TASK GOAL -
Select every line below containing the word "SharedPaths".

DATASET RECORDS -
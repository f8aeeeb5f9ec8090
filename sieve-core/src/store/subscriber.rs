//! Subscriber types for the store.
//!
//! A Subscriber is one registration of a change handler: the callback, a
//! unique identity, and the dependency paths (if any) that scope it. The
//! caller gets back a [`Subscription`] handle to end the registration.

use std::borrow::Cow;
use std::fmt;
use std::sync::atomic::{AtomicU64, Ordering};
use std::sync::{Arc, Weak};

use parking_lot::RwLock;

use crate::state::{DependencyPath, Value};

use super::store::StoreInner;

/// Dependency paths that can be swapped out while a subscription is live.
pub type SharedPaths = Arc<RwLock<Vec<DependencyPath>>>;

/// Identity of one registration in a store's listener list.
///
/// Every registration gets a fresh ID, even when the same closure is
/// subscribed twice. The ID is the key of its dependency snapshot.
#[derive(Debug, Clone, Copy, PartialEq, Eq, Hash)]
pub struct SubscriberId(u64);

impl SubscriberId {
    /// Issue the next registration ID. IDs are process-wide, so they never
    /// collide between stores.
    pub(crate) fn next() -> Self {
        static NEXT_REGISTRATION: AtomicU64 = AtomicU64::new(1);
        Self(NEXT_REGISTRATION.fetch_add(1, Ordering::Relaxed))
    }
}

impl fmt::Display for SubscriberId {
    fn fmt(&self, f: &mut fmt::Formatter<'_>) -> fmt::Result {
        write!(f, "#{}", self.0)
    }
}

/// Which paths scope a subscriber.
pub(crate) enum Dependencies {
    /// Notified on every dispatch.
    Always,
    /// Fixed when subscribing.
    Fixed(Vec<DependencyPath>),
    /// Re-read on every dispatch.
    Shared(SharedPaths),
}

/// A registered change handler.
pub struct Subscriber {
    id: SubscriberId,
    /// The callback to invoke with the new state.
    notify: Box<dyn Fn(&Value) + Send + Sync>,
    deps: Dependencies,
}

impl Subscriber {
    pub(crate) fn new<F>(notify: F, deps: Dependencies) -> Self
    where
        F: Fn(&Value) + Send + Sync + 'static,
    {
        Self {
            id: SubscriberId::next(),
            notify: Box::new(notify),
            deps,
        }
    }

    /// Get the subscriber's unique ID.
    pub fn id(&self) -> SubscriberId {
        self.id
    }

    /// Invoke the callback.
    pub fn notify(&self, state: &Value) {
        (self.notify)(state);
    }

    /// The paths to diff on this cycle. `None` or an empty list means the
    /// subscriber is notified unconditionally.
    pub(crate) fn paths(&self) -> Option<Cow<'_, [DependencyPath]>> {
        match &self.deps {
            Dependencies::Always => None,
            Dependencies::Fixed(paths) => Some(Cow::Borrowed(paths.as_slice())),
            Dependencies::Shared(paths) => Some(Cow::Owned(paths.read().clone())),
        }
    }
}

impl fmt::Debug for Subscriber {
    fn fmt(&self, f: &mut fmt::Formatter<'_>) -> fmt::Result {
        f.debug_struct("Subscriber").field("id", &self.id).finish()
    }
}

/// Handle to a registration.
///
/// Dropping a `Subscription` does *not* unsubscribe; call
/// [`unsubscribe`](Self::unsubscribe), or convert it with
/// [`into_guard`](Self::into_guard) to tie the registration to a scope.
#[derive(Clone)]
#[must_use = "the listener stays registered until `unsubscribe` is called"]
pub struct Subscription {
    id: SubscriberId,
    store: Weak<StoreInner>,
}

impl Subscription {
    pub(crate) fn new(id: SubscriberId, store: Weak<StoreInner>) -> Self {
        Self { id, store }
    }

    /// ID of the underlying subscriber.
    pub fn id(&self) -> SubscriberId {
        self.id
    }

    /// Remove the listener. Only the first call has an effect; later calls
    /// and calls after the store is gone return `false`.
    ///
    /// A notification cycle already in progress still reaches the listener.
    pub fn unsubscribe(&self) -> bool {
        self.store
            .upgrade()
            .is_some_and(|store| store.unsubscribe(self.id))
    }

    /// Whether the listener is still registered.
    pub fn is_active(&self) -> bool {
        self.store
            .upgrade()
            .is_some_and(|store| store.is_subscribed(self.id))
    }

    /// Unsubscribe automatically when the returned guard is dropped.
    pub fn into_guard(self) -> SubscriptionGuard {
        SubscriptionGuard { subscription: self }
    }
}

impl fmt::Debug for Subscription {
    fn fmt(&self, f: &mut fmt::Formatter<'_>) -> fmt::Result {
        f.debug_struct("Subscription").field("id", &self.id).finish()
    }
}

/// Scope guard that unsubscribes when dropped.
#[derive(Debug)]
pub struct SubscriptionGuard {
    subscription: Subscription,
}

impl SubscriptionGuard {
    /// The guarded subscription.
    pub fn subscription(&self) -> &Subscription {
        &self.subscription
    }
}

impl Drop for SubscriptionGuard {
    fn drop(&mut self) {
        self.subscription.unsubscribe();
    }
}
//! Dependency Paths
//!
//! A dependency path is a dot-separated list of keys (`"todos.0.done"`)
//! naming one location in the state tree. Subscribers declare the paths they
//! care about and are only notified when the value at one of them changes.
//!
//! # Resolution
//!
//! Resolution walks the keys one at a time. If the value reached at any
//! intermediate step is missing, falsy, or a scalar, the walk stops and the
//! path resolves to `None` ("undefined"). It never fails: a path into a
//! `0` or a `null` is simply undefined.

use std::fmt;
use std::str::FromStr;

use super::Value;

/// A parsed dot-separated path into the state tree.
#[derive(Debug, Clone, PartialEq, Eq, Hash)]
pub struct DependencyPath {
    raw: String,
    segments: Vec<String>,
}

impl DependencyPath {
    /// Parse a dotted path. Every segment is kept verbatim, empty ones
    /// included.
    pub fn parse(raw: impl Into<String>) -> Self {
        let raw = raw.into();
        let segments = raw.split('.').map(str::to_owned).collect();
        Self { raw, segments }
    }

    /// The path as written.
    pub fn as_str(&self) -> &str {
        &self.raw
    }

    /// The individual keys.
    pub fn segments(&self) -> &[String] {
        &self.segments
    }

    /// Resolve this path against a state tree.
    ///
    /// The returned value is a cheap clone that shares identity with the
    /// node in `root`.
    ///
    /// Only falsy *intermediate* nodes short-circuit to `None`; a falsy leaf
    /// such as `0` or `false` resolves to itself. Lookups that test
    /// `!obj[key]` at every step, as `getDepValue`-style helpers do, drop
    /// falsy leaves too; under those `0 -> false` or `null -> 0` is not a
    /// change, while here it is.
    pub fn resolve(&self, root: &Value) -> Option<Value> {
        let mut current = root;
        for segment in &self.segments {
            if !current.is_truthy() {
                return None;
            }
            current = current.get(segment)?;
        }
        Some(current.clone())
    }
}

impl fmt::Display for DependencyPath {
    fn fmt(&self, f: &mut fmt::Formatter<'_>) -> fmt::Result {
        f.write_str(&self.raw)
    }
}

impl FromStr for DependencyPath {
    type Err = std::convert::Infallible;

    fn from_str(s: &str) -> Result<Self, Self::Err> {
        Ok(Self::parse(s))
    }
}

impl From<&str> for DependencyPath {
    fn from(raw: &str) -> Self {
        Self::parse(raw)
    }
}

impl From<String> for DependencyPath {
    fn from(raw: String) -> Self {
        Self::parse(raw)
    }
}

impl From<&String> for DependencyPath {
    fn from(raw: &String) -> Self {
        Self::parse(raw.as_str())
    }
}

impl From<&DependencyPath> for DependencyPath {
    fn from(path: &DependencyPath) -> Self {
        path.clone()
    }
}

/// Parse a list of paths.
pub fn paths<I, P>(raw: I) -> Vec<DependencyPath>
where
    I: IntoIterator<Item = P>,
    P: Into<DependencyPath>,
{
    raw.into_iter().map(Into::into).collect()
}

REPLY -
pub type SharedPaths = Arc<RwLock<Vec<DependencyPath>>>;
    Shared(SharedPaths),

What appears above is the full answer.